Once the foundation was complete I framed up the “add on” section of the bathhouse. Anyone who’s ever done any kind a remodel can tell you that trying to match some existing structure with new stuff is always harder that just building new from the ground up. And this project was no exception. Weird birds mouth cuts on the rafters, the back wall where the existing plumbing was run was so drilled full of holes it was mostly missing.
I rebuilt that entire wall with 2×6’s so my “plumber” would have plenty of room to run all the necessary water and waste lines and we would still have sufficient room to get lots of insulation into that wall to keep things from freezing during those long, sub zero freezing spells that happen every winter.
One thing we learned last winter was that we really enjoyed our snow adventures at the camp. We are already looking forward to next winter and the added luxury of a working, heated bathroom.

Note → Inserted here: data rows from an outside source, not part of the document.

//! Rule-based JD keyword coverage evaluator (`method = "jd_rule"`).

use serde_json::{json, Value};

use crate::errors::AppError;
use crate::fuzzy::fuzzy_token_set_ratio;
use crate::schema::{CandidateProfile, EvaluationResult, JobDescription};

use super::{Evaluator, EvaluatorContext};

#[derive(Debug, Clone)]
pub struct KeywordWeights {
    pub must: f64,
    pub nice: f64,
    pub nice_to_have: f64,
}

impl Default for KeywordWeights {
    fn default() -> Self {
        Self {
            must: 1.0,
            nice: 0.75,
            nice_to_have: 0.5,
        }
    }
}

#[derive(Debug, Clone)]
pub struct JDKeywordMatcherConfig {
    pub min_similarity: f64,
    pub weights: KeywordWeights,
    pub title_bonus: f64,
}

impl Default for JDKeywordMatcherConfig {
    fn default() -> Self {
        Self {
            min_similarity: 60.0,
            weights: KeywordWeights::default(),
            title_bonus: 0.1,
        }
    }
}

pub struct JDKeywordMatcher {
    config: JDKeywordMatcherConfig,
}

impl JDKeywordMatcher {
    pub fn new(config: JDKeywordMatcherConfig) -> Self {
        Self { config }
    }
}

impl Default for JDKeywordMatcher {
    fn default() -> Self {
        Self::new(JDKeywordMatcherConfig::default())
    }
}

struct KeywordGroups {
    must: Vec<String>,
    nice: Vec<String>,
    nice_to_have: Vec<String>,
}

impl Evaluator for JDKeywordMatcher {
    fn method(&self) -> &'static str {
        "jd_rule"
    }

    fn evaluate(
        &self,
        candidate: &CandidateProfile,
        job: &JobDescription,
        context: &EvaluatorContext,
    ) -> Result<EvaluationResult, AppError> {
        let overrides = job.overrides_for("jd_keywords");
        let groups = self.extract_keywords(context, job, overrides);
        let corpus = build_corpus(candidate);

        let must_hits = match_keywords(&corpus, &groups.must, self.config.min_similarity);
        let nice_hits = match_keywords(&corpus, &groups.nice, self.config.min_similarity);
        let nice_to_have_hits = match_keywords(&corpus, &groups.nice_to_have, self.config.min_similarity);

        let must_coverage = coverage_ratio(&groups.must, &must_hits);
        let nice_coverage = coverage_ratio(&groups.nice, &nice_hits);
        let nice_to_have_coverage = coverage_ratio(&groups.nice_to_have, &nice_to_have_hits);

        let weights_override = overrides.and_then(|o| o.get("weights")).and_then(Value::as_object);
        let weight_for = |key: &str, default: f64| -> f64 {
            weights_override
                .and_then(|w| w.get(key))
                .and_then(Value::as_f64)
                .unwrap_or(default)
        };

        let must_weight = if groups.must.is_empty() { 0.0 } else { weight_for("must", self.config.weights.must) };
        let nice_weight = if groups.nice.is_empty() { 0.0 } else { weight_for("nice", self.config.weights.nice) };
        let nice_to_have_weight = if groups.nice_to_have.is_empty() {
            0.0
        } else {
            weight_for("nice_to_have", self.config.weights.nice_to_have)
        };

        let mut weighted_sum = 0.0;
        let mut total_weight = 0.0;
        if must_weight > 0.0 {
            weighted_sum += must_weight * must_coverage;
            total_weight += must_weight;
        }
        if nice_weight > 0.0 {
            weighted_sum += nice_weight * nice_coverage;
            total_weight += nice_weight;
        }
        if nice_to_have_weight > 0.0 {
            weighted_sum += nice_to_have_weight * nice_to_have_coverage;
            total_weight += nice_to_have_weight;
        }

        let score = if total_weight > 0.0 { weighted_sum / total_weight } else { 0.0 };
        let score = score.clamp(0.0, 1.0);

        let jd_pass = if score > 0.0 { 1.0 } else { 0.0 };
        let nice_unique = unique_count(&nice_hits) + unique_count(&nice_to_have_hits);
        let title_bonus = overrides
            .and_then(|o| o.get("title_bonus"))
            .and_then(Value::as_f64)
            .unwrap_or(self.config.title_bonus);
        let title_bonus = if nice_unique > 0 { title_bonus } else { 0.0 };

        let result = EvaluationResult::new("jd_rule")
            .with_score("jd_must_coverage", must_coverage)
            .with_score("jd_nice_coverage", nice_coverage)
            .with_score("jd_pass", jd_pass)
            .with_score("embed_sim", score)
            .with_score("bm25_prox", score)
            .with_score("sim_title", nice_coverage)
            .with_score("title_bonus", title_bonus)
            .with_metadata("must_keywords", json!(groups.must))
            .with_metadata("nice_keywords", json!(groups.nice))
            .with_metadata("nice_to_have_keywords", json!(groups.nice_to_have))
            .with_metadata("must_hits", json!(must_hits))
            .with_metadata("nice_hits", json!(nice_hits))
            .with_metadata("corpus_size", json!(corpus.len()))
            .with_metadata("min_similarity", json!(self.config.min_similarity));

        Ok(result)
    }
}

impl JDKeywordMatcher {
    fn extract_keywords(
        &self,
        context: &EvaluatorContext,
        job: &JobDescription,
        overrides: Option<&serde_json::Map<String, Value>>,
    ) -> KeywordGroups {
        let from_override = |key: &str| -> Option<Vec<String>> {
            overrides.and_then(|o| o.get(key)).and_then(Value::as_array).map(|arr| {
                arr.iter().filter_map(|v| v.as_str().map(str::to_string)).collect()
            })
        };
        let from_context = |key: &str| -> Option<Vec<String>> {
            context.jd_keywords.as_ref().and_then(|k| k.get(key)).and_then(Value::as_array).map(|arr| {
                arr.iter().filter_map(|v| v.as_str().map(str::to_string)).collect()
            })
        };

        let must = from_override("must")
            .or_else(|| from_context("must"))
            .unwrap_or_else(|| job.key_phrases.clone());
        let nice = from_override("nice")
            .or_else(|| from_context("nice"))
            .unwrap_or_else(|| job.role_titles.clone());
        let nice_to_have = from_override("nice_to_have")
            .or_else(|| from_context("nice_to_have"))
            .unwrap_or_default();

        KeywordGroups {
            must: clean(must),
            nice: clean(nice),
            nice_to_have: clean(nice_to_have),
        }
    }
}

fn clean(keywords: Vec<String>) -> Vec<String> {
    keywords
        .into_iter()
        .map(|k| k.trim().to_string())
        .filter(|k| !k.is_empty())
        .collect()
}

fn build_corpus(candidate: &CandidateProfile) -> Vec<String> {
    let mut corpus = Vec::new();
    corpus.extend(candidate.skills.iter().cloned());
    corpus.extend(candidate.languages.iter().map(|l| l.language.clone()));
    for exp in &candidate.experiences {
        if !exp.title.is_empty() {
            corpus.push(exp.title.clone());
        }
        if !exp.summary.is_empty() {
            corpus.push(exp.summary.clone());
        }
        corpus.extend(exp.bullets.iter().cloned());
    }
    if let Some(notes) = &candidate.notes {
        corpus.push(notes.clone());
    }
    corpus
        .into_iter()
        .filter(|t| !t.is_empty())
        .map(|t| t.to_lowercase())
        .collect()
}

fn match_keywords(corpus: &[String], keywords: &[String], min_similarity: f64) -> Vec<String> {
    let mut matches = Vec::new();
    for keyword in keywords {
        let keyword_lower = keyword.to_lowercase();
        for text in corpus {
            if text.contains(&keyword_lower) {
                matches.push(keyword.clone());
                break;
            }
            if fuzzy_token_set_ratio(&keyword_lower, text) >= min_similarity {
                matches.push(keyword.clone());
                break;
            }
        }
    }
    matches
}

fn coverage_ratio(keywords: &[String], hits: &[String]) -> f64 {
    if keywords.is_empty() {
        return 1.0;
    }
    unique_count(hits) as f64 / keywords.len() as f64
}

fn unique_count(hits: &[String]) -> usize {
    hits.iter().collect::<std::collections::HashSet<_>>().len()
}

#[cfg(test)]
mod tests {
    use super::*;
    use crate::schema::ExperienceEntry;
    use chrono::NaiveDate;

    fn ctx() -> EvaluatorContext {
        EvaluatorContext::new(NaiveDate::from_ymd_opt(2026, 1, 1).unwrap())
    }

    fn candidate() -> CandidateProfile {
        let mut c = CandidateProfile::new("bizreach", "c-1");
        c.skills = vec!["Terraform".to_string(), "AWS".to_string()];
        c.experiences.push(ExperienceEntry {
            company: "Acme".to_string(),
            title: "Site Reliability Engineer".to_string(),
            start: None,
            end: None,
            employment_type: None,
            summary: "Built Prometheus dashboards".to_string(),
            bullets: vec![],
        });
        c
    }

    #[test]
    fn test_full_must_coverage_yields_jd_pass() {
        let mut job = JobDescription::new("jd-1");
        job.key_phrases = vec!["Terraform".to_string(), "AWS".to_string()];
        let evaluator = JDKeywordMatcher::default();
        let result = evaluator.evaluate(&candidate(), &job, &ctx()).unwrap();
        assert_eq!(result.scores["jd_must_coverage"], 1.0);
        assert_eq!(result.scores["jd_pass"], 1.0);
    }

    #[test]
    fn test_empty_keyword_groups_yield_full_coverage_but_zero_pass() {
        let job = JobDescription::new("jd-empty");
        let evaluator = JDKeywordMatcher::default();
        let result = evaluator.evaluate(&candidate(), &job, &ctx()).unwrap();
        assert_eq!(result.scores["jd_must_coverage"], 1.0);
        assert_eq!(result.scores["jd_pass"], 0.0);
    }

    #[test]
    fn test_missing_keyword_reduces_coverage() {
        let mut job = JobDescription::new("jd-1");
        job.key_phrases = vec!["Terraform".to_string(), "Kubernetes".to_string()];
        let evaluator = JDKeywordMatcher::default();
        let result = evaluator.evaluate(&candidate(), &job, &ctx()).unwrap();
        assert_eq!(result.scores["jd_must_coverage"], 0.5);
    }

    #[test]
    fn test_override_nice_to_have_group_is_used() {
        let mut job = JobDescription::new("jd-1");
        let overrides = serde_json::json!({"jd_keywords": {"nice_to_have": ["Prometheus"]}});
        job.evaluation_overrides = overrides.as_object().unwrap().clone();
        let evaluator = JDKeywordMatcher::default();
        let result = evaluator.evaluate(&candidate(), &job, &ctx()).unwrap();
        assert!(result.scores["jd_pass"] > 0.0);
    }
}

Bonus!
And let me just take a second to thank my son-in-law Richie. A plumbing contractor in the real world. Besides being a wonderful husband and father, a talented musician, and just generally a ton of fun, he is a master of all things plumbing and gas piping.
Richie has been instrumental in the planning and layout of the project and you will never find a harder worker. His biggest challenge has been trying to make time to get away from his real world job obligations to get up to camp and get dirty. Not to worry, on his last trip to camp he got “really dirty”… (the details of that session are being left out to spare those with delicate stomaches). What a joy to have him along on this project with us. Well done Richie!

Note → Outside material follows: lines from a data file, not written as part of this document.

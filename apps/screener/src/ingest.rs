//! Resume text ingestion. PDF-to-markdown conversion is out of scope for now;
//! this module realizes only the seam, stubbing an unbuilt ingestor rather
//! than omitting it entirely.

use crate::errors::AppError;

/// Converts raw resume bytes (PDF, DOCX, whatever a provider exports) into
/// plain text/markdown ready for the `bizreach` adapter or a future adapter.
pub trait ResumeIngestor {
    fn ingest(&self, bytes: &[u8]) -> Result<String, AppError>;
}

/// Unbuilt PDF ingestor. Always returns [`AppError::NotImplemented`]; present
/// so the host shell has a concrete type to wire in once a real PDF-to-text
/// pipeline lands.
#[derive(Debug, Default)]
pub struct PdfMarkdownIngestor;

impl ResumeIngestor for PdfMarkdownIngestor {
    fn ingest(&self, _bytes: &[u8]) -> Result<String, AppError> {
        Err(AppError::NotImplemented)
    }
}

#[cfg(test)]
mod tests {
    use super::*;

    #[test]
    fn test_pdf_ingestor_is_not_implemented() {
        let ingestor = PdfMarkdownIngestor;
        let result = ingestor.ingest(b"%PDF-1.4");
        assert!(matches!(result, Err(AppError::NotImplemented)));
    }
}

So with the walls framed up it was time to try to match the rafters and extend the roof. I made a cardboard template of the rafter notches and used those to fabricate the new rafters. That actually worked pretty well.
I got the roof sheeted, and with a little help from some tarps we were basically dry inside the bathhouse.
What a trooper my beautiful bride Suzie is during all these projects. It seems that she is always getting stuck with the sucky jobs. In this case she spent hours with a heat gun and a scraper trying to remove the old vinyl floor from the existing footprint of the bathhouse.
Well done Suzie!
And one more hero to add to the list. This is really turning into an “it takes a village” kind of story.
Our friend Johnny, you guessed it, a roofing professional in the real world, came through with all things roof on this project. I was standing on the roof in the early morning sunlight texting with Johnny as we figured out all the specifications for our new lid. I was so pleased to have Johnny on the job. Many of the products and procedures he was suggesting weren’t even invented way back when we were roofing our log houses. I’ll be applying the Ice and Water shield waterproof membrane on my next trip up to camp.
Well done Johnny!
Well that’s where we are at this point of the project. I’m home for a couple of days to celebrate Mother’s Day and some family birthdays. Tomorrow I’ll be headed back up to camp to pick up where I left off…
Once again thanks to all of our family and friends who are involved and helping with this project. We are really excited to get it done and then spend the rest of the summer just goofing off with you all at Mowich Camp.